- Born: September 6, 1914 Areguá, Paraguay
- Died: 12 July 2018 (aged 103) Buenos Aires, Argentina
- Education: Faculty of Medical Sciences, University of Buenos Aires
- Occupations: Surgeon, poet, health entrepreneur
- Medical career
- Institutions: Policlínica Privada; AMSA Asistencia Médica SA
- Awards: National Order of Merit (three times)

= Carlos Federico Abente =

Paraguayan lyricist, poet and doctor

Carlos Federico Abente Bogado (September 6, 1914 - July 12, 2018) was a Paraguayan lyricist, poet and prominent doctor, author of the lyrics of the song "Ñemitî" ("Sowing"). Based in Argentina, he was co-founder of Policlínica Privada, and AMSA Asistencia Médica SA, pioneering companies in integrated health insurance and prepaid medicine. He was honored with three decorations of the National Order of Merit from the government of Paraguay.
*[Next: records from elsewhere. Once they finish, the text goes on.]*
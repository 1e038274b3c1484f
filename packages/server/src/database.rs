use std::time::Duration;

use sea_orm::{ConnectOptions, ConnectionTrait, Database, DatabaseConnection, DbErr};
use tracing::info;

use crate::config::DatabaseConfig;

/// Connect to the database and bring the schema in line with `server::entity`.
pub async fn init_db(config: &DatabaseConfig) -> Result<DatabaseConnection, DbErr> {
    let mut opt = ConnectOptions::new(config.url.to_owned());

    opt.max_connections(config.max_connections)
        .min_connections(1)
        .connect_timeout(Duration::from_secs(8))
        .acquire_timeout(Duration::from_secs(8))
        .idle_timeout(Duration::from_secs(60))
        .sqlx_logging(false);

    let db = Database::connect(opt).await?;
    db.get_schema_registry("server::entity::*")
        .sync(&db)
        .await?;

    info!(backend = ?db.get_database_backend(), "Database schema synced");
    Ok(db)
}
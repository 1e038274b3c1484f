/// Errors that can occur while storing uploaded images.
#[derive(Debug, thiserror::Error)]
pub enum StorageError {
    /// An I/O error occurred.
    #[error("storage IO error: {0}")]
    Io(#[from] std::io::Error),
    /// The upload exceeds the configured size limit.
    #[error("file exceeds size limit ({actual} > {limit} bytes)")]
    SizeLimitExceeded { actual: u64, limit: u64 },
    /// The upload is empty.
    #[error("file is empty")]
    Empty,
    /// The file name is missing or has nothing left after sanitising.
    #[error("invalid file name: {0}")]
    InvalidName(String),
    /// The file extension does not map to an image content type.
    #[error("unsupported content type '{0}', only images are accepted")]
    NotAnImage(String),
}

impl StorageError {
    /// Whether the error was caused by the uploaded content rather than the server.
    pub fn is_client_error(&self) -> bool {
        !matches!(self, Self::Io(_))
    }
}
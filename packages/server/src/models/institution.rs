use chrono::{DateTime, Utc};
use common::InstitutionStatus;
use serde::{Deserialize, Serialize};

use crate::entity::institution;
use crate::error::AppError;
use crate::models::course::DEFAULT_MAX_STUDENTS;
use crate::models::shared::{validate_email, validate_optional, validate_required};

#[derive(Clone, Debug, PartialEq, Eq, Serialize, Deserialize, utoipa::ToSchema)]
#[serde(rename_all = "camelCase")]
pub struct InstitutionSettings {
    #[schema(example = true)]
    pub allow_enrollment: bool,
    #[schema(example = false)]
    pub require_approval: bool,
    /// Default capacity for new courses.
    #[schema(example = 100)]
    pub max_students_per_course: Option<i32>,
}

impl Default for InstitutionSettings {
    fn default() -> Self {
        Self {
            allow_enrollment: true,
            require_approval: false,
            max_students_per_course: Some(DEFAULT_MAX_STUDENTS),
        }
    }
}

#[derive(Clone, Debug, Default, PartialEq, Eq, Serialize, Deserialize, utoipa::ToSchema)]
#[serde(rename_all = "camelCase")]
pub struct SocialMedia {
    #[schema(example = "https://secretariaeducacao.gov.br")]
    pub website: Option<String>,
    pub facebook: Option<String>,
    pub instagram: Option<String>,
    pub linkedin: Option<String>,
}

/// Request body for creating or updating an institution.
#[derive(Deserialize, utoipa::ToSchema)]
#[serde(rename_all = "camelCase")]
pub struct InstitutionRequest {
    #[schema(example = "Escola Municipal Recife")]
    pub name: String,
    #[schema(example = "contato@escola.recife.br")]
    pub email: String,
    #[schema(example = "(81) 3355-0000")]
    pub phone: String,
    pub address: Option<String>,
    pub logo: Option<String>,
    pub description: Option<String>,
    /// Defaults to `ACTIVE` on creation; kept when omitted on update.
    pub status: Option<InstitutionStatus>,
    /// Replaced only when present.
    pub settings: Option<InstitutionSettings>,
    /// Replaced only when present.
    pub social_media: Option<SocialMedia>,
}

pub fn validate_institution_request(payload: &InstitutionRequest) -> Result<(), AppError> {
    validate_required(&payload.name, "Name", 256)?;
    validate_email(&payload.email)?;
    validate_required(&payload.phone, "Phone", 32)?;
    validate_optional(payload.description.as_deref(), "Description", 2000)?;
    if let Some(max) = payload
        .settings
        .as_ref()
        .and_then(|s| s.max_students_per_course)
        && max < 1
    {
        return Err(AppError::Validation(
            "maxStudentsPerCourse must be >= 1".into(),
        ));
    }
    Ok(())
}

#[derive(Serialize, utoipa::ToSchema)]
#[serde(rename_all = "camelCase")]
pub struct InstitutionResponse {
    #[schema(example = 1)]
    pub id: i32,
    #[schema(example = "Secretaria de Educação")]
    pub name: String,
    pub email: String,
    pub phone: String,
    pub address: Option<String>,
    pub logo: Option<String>,
    pub description: Option<String>,
    pub status: InstitutionStatus,
    pub settings: InstitutionSettings,
    pub social_media: SocialMedia,
    pub created_at: DateTime<Utc>,
    pub updated_at: DateTime<Utc>,
}

impl From<institution::Model> for InstitutionResponse {
    fn from(m: institution::Model) -> Self {
        Self {
            id: m.id,
            name: m.name,
            email: m.email,
            phone: m.phone,
            address: m.address,
            logo: m.logo,
            description: m.description,
            status: m.status,
            settings: InstitutionSettings {
                allow_enrollment: m.allow_enrollment,
                require_approval: m.require_approval,
                max_students_per_course: m.max_students_per_course,
            },
            social_media: SocialMedia {
                website: m.website,
                facebook: m.facebook,
                instagram: m.instagram,
                linkedin: m.linkedin,
            },
            created_at: m.created_at,
            updated_at: m.updated_at,
        }
    }
}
== Early life and education ==
He was the son of Juana Deolina Bogado and Isidro Julián Abente. At seven years old he moved to Formosa, Argentina, with his mother and his stepfather Florentino Cirez Parajón. There he attended primary school. From 1929 to 1934 he was an intern at La Fraternidad and studied at the Colegio del Uruguay, in Concepción del Uruguay. He studied medicine at the University of Buenos Aires, graduating as a Doctor of Medicine in 1942. To support himself during his studies he worked as a newspaper delivery boy and as a sparring partner for boxers.He was the grandson of the Spanish poet living in Paraguay, Victorino Abente y Lago.

== Career ==
Based in Buenos Aires, he developed his professional career as a surgeon and health entrepreneur. He was a surgeon in Room 5 of the Alvear Municipal Hospital, whose Chief was the surgeon Professor Julio Diez. Abente entered the Alvear Hospital as a practitioner in 1937 and retired in 1969 with the title of Honorary Doctor. He began as a businessman in partnership with Simón Israelit, his classmate from Colegio del Uruguay, acquiring the Sanatorio Sarmiento, with loans from friends and family, in 1953. Shortly after, they founded Policlínica Privada. In 1964 they founded Asistencia Médica Sociedad Anónima AMSA, the first prepaid medicine company in Argentina.

His first guarania lyric was "Islaveña", for the music of Prudencio Giménez. Abente met Giménez by chance near his student boarding house in Buenos Aires, and became his introduction to the community of Paraguayan musicians.

In the early 1940s, while he was still a medical student, he met the musician and composer José Asunción Flores, with whom he established a friendship. Together they composed the song "Ñemitî", which would become an emblematic piece for the Paraguayan people. All of Flores' work, including this song, was banned during times of political repression.

He published four books of poetry, plus an anthology, in Guaraní and Spanish.

He had great friendships among the community of Paraguayan musicians and writers in Buenos Aires, many of them political exiles, including Augusto Roa Bastos, Sila Godoy, Mauricio Cardozo Ocampo, Hérib Campos Cervera, Emilio Vaesken and Severo Rodas. Roa Bastos said in the prologue of Che kirîrî asapunkái haguâ: «To this man formed in the suffering of his fellow men to whom he has dedicated his science and his efforts, poetry has given him a refuge that is at the same time a harbinger and memory; For this man cut off from his people and who has lived in exile for almost an entire life, poetry has allowed him to live it all in the true homeland that is his native language.

== Personal life ==
He was married to Eva García Parodi, with whom he had three children: María Estela, María Eva, and Carlos Ramón. He lived with his wife in Buenos Aires. Prudencio Giménez composed one of his best-known works for harp, "Caturi Abente", at the birth of María Estela.